Inhibition of preovulatory synthesis and action of progesterone impairs ovulation in rodents. We evaluated effects of supplementation of exogenous progesterone on human chorionic gonadotropin (hCG)-induced ovulatory response in immature rats. Equine CG-primed mature follicles responded to hCG with induction of immunoreactive steroidogenic acute regulatory protein (StAR) mainly in thecal layers and a transient enhancement in progesterone synthesis peaking at 6h after hCG (hCG6h). A single dose of natural progesterone or a synthetic agonist (MP) at hCG0h both decreased ovulation rates in dose-dependent manners. MP was still effective when treated at hCG4h. Treatment with these agents at hCG0h reduced circulating progesterone and thecal expression of StAR at hCG6h.

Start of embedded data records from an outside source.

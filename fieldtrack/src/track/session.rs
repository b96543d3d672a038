//! Session and point types.

use chrono::{DateTime, Local, Utc};

use crate::geo;
use crate::position::PositionSample;

/// Identifier allocated by the store when a session is opened.
pub type SessionId = i64;

/// Prefix of generated session names.
pub const DEFAULT_NAME_PREFIX: &str = "log_";

/// Build the default session name for a start time, in local time.
///
/// ```
/// use chrono::{Local, TimeZone};
/// use fieldtrack::track::default_session_name;
///
/// let start = Local.with_ymd_and_hms(2024, 5, 17, 8, 30, 5).unwrap();
/// assert_eq!(default_session_name(start.into()), "log_20240517_083005");
/// ```
pub fn default_session_name(started_at: DateTime<Utc>) -> String {
    let local: DateTime<Local> = started_at.into();
    format!("{}{}", DEFAULT_NAME_PREFIX, local.format("%Y%m%d_%H%M%S"))
}

/// One persisted track point.
#[derive(Debug, Clone, Copy, PartialEq)]
pub struct LogPoint {
    pub longitude: f64,
    pub latitude: f64,
    pub altitude: f64,
    pub timestamp: DateTime<Utc>,
}

impl LogPoint {
    pub fn new(longitude: f64, latitude: f64, altitude: f64, timestamp: DateTime<Utc>) -> Self {
        Self {
            longitude,
            latitude,
            altitude,
            timestamp,
        }
    }

    /// Returns true if the coordinates can be stored.
    pub fn is_valid(&self) -> bool {
        geo::is_valid_coordinate(self.latitude, self.longitude)
    }
}

impl From<&PositionSample> for LogPoint {
    fn from(sample: &PositionSample) -> Self {
        Self::new(
            sample.longitude(),
            sample.latitude(),
            sample.altitude(),
            sample.timestamp(),
        )
    }
}

/// Bookkeeping for the session owned by an armed logger.
#[derive(Debug, Clone, PartialEq)]
pub struct LoggingSession {
    pub id: SessionId,
    pub name: String,
    pub started_at: DateTime<Utc>,
    /// Set only on graceful stop.
    pub ended_at: Option<DateTime<Utc>>,
    pub accepted_points: u64,
    pub distance_meters: f64,
}

impl LoggingSession {
    pub fn new(id: SessionId, name: impl Into<String>, started_at: DateTime<Utc>) -> Self {
        Self {
            id,
            name: name.into(),
            started_at,
            ended_at: None,
            accepted_points: 0,
            distance_meters: 0.0,
        }
    }
}

/// Stored session as listed by a store.
#[derive(Debug, Clone, PartialEq)]
pub struct SessionSummary {
    pub id: SessionId,
    pub name: String,
    pub started_at: DateTime<Utc>,
    pub ended_at: Option<DateTime<Utc>>,
    pub length_meters: f64,
    pub point_count: u64,
}

impl SessionSummary {
    /// Returns true if the session was finalized.
    pub fn is_closed(&self) -> bool {
        self.ended_at.is_some()
    }
}
//! Record command - arm the track logger until Ctrl-C.
//!
//! Starts the configured position source, records one session into the
//! track database and prints a line per stored point. On a storage failure
//! the terminal alerter takes over and the command waits for the user to
//! acknowledge before exiting.

use std::path::PathBuf;
use std::sync::Arc;

use tokio::sync::broadcast::error::RecvError;
use tokio::sync::Notify;
use tracing::{info, warn};

use fieldtrack::position::TrackerContext;
use fieldtrack::track::{Alerter, TrackLogEvent, TrackLogger};

use crate::alerter::TerminalAlerter;
use crate::error::CliError;
use crate::runner::{CliRunner, SourceOverrides};

/// Arguments for the record command.
pub struct RecordArgs {
    pub name: Option<String>,
    pub replay: Option<PathBuf>,
    pub nmea_port: Option<u16>,
    pub database: Option<PathBuf>,
}

/// How the recording loop ended.
enum Outcome {
    Interrupted,
    Failed(String),
}

/// Run the record command.
pub fn run(args: RecordArgs, runner: CliRunner) -> Result<(), CliError> {
    runner.log_startup("record");

    let runtime = tokio::runtime::Runtime::new()
        .map_err(|e| CliError::Runtime(format!("Failed to start runtime: {}", e)))?;
    runtime.block_on(record(args, &runner))
}

async fn record(args: RecordArgs, runner: &CliRunner) -> Result<(), CliError> {
    let overrides = SourceOverrides {
        replay: args.replay,
        nmea_port: args.nmea_port,
    };
    let source = runner.create_source(&overrides)?;
    let source_name = source.name().to_string();
    let context = Arc::new(TrackerContext::with_config(source, runner.tracker_config()));
    // Source errors surface here; the logger restarts the tracker later if
    // the source stops during the session.
    context.tracker()?;

    let store = runner.open_store(args.database.as_deref())?;
    let alerter = TerminalAlerter::new();
    let logger = TrackLogger::new(
        Arc::clone(&context),
        store,
        runner.tracking_settings(),
        alerter.clone(),
    );

    let mut events = logger.events();
    logger.arm(args.name.as_deref()).map_err(CliError::Arm)?;

    // One permit per Ctrl-C
    let interrupts = Arc::new(Notify::new());
    let handler_interrupts = Arc::clone(&interrupts);
    ctrlc::set_handler(move || handler_interrupts.notify_one())
        .map_err(|e| CliError::Runtime(format!("Failed to set signal handler: {}", e)))?;

    let tracking = &runner.config().tracking;
    println!("Recording from {} source", source_name);
    println!(
        "  Interval: {} s, minimum distance: {} m",
        tracking.sampling_interval, tracking.minimum_distance
    );
    println!("Press Ctrl-C to stop.");
    println!();

    let outcome = loop {
        tokio::select! {
            _ = interrupts.notified() => break Outcome::Interrupted,
            event = events.recv() => match event {
                Ok(event) => {
                    print_event(&event, &logger);
                    if let Some(message) = failure_message(&event) {
                        break Outcome::Failed(message);
                    }
                }
                Err(RecvError::Lagged(missed)) => {
                    warn!(missed, "Progress output fell behind");
                }
                Err(RecvError::Closed) => break Outcome::Interrupted,
            },
        }
    };

    let outcome = match outcome {
        Outcome::Interrupted => {
            println!();
            println!("Stopping...");
            logger.disarm();
            logger.wait_stopped().await;

            // Finalizing can fail too
            let mut outcome = Outcome::Interrupted;
            while let Ok(event) = events.try_recv() {
                print_event(&event, &logger);
                if let Some(message) = failure_message(&event) {
                    outcome = Outcome::Failed(message);
                }
            }
            outcome
        }
        failed => failed,
    };

    let result = match outcome {
        Outcome::Interrupted => Ok(()),
        Outcome::Failed(message) => {
            // The alerter shows the prompt; a second Ctrl-C also ends the wait.
            tokio::select! {
                _ = alerter.confirmed() => {}
                _ = interrupts.notified() => {}
            }
            alerter.stop_alarm();
            Err(CliError::RecordingFailed(message))
        }
    };

    context.shutdown();
    info!("Record command finished");
    result
}

fn failure_message(event: &TrackLogEvent) -> Option<String> {
    match event {
        TrackLogEvent::StorageExhausted { message, .. }
        | TrackLogEvent::WriteFailed { message, .. } => Some(message.clone()),
        _ => None,
    }
}

fn print_event(event: &TrackLogEvent, logger: &TrackLogger) {
    match event {
        TrackLogEvent::Started { session, name } => {
            println!("Session {} started: {}", session, name);
        }
        TrackLogEvent::PointAccepted {
            points,
            distance_meters,
            ..
        } => {
            let position = logger
                .current_track()
                .last()
                .map(|(lon, lat)| format!("{:.6}, {:.6}", lat, lon))
                .unwrap_or_default();
            println!(
                "  #{:<5} {}  {}",
                points,
                position,
                format_distance(*distance_meters)
            );
        }
        TrackLogEvent::Stopped {
            session,
            points,
            kept,
        } => {
            if *kept {
                println!("Session {} saved with {} points", session, points);
            } else {
                println!(
                    "Session {} discarded ({} points, at least 2 needed)",
                    session, points
                );
            }
        }
        TrackLogEvent::StorageExhausted { message, .. } => {
            eprintln!("Storage exhausted: {}", message);
        }
        TrackLogEvent::WriteFailed { message, .. } => {
            eprintln!("Write failed: {}", message);
        }
        TrackLogEvent::WaitInterrupted { .. } => {}
    }
}

/// Format a distance for progress output.
fn format_distance(meters: f64) -> String {
    if meters >= 1000.0 {
        format!("{:.2} km", meters / 1000.0)
    } else {
        format!("{:.0} m", meters)
    }
}
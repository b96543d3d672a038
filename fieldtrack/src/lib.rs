//! fieldtrack - position acquisition and track logging
//!
//! This library turns a stream of raw position fixes into a shared "current
//! position" and records filtered tracks into a persistent store.
//!
//! # High-Level API
//!
//! ```ignore
//! use std::sync::Arc;
//! use fieldtrack::config::IniTrackingSettings;
//! use fieldtrack::position::{NmeaSource, TrackerContext};
//! use fieldtrack::track::{LogAlerter, SqliteTrackStore, TrackLogger};
//!
//! let context = Arc::new(TrackerContext::new(Arc::new(NmeaSource::with_defaults())));
//!
//! let store = Arc::new(SqliteTrackStore::open(path)?);
//! let settings = Arc::new(IniTrackingSettings::at_default_path());
//! let logger = TrackLogger::new(context, store, settings, Arc::new(LogAlerter));
//!
//! logger.arm(Some("morning walk"))?;
//! // ...
//! logger.disarm();
//! logger.wait_stopped().await;
//! ```

pub mod config;
pub mod geo;
pub mod logging;
pub mod position;
pub mod track;

/// Version of the fieldtrack library and CLI.
///
/// This is synchronized across all components in the workspace.
/// The version is defined in `Cargo.toml` and injected at compile time.
pub const VERSION: &str = env!("CARGO_PKG_VERSION");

The treatments further attenuated induction of cyclooxygenase (COX)-2 in mural granulosa cells and ovarian prostaglandin (PG) E(2) level at hCG8h. We also found a significant reduction in bromo-deoxyuridine incorporation by mural granulosa cells. Obtained results show that the early treatment with exogenous progesterone agonist caused attenuated amplitude of endogenous progesterone surge, reduced COX-2/PGE(2) system, dysregulated mitosis of granulosa cells, and decreased oocytes release. We suggest that optimal progesterone synthesis and action are an early critical component of hCG-initiated ovulatory cascade that regulates biochemical function of granulosa cells.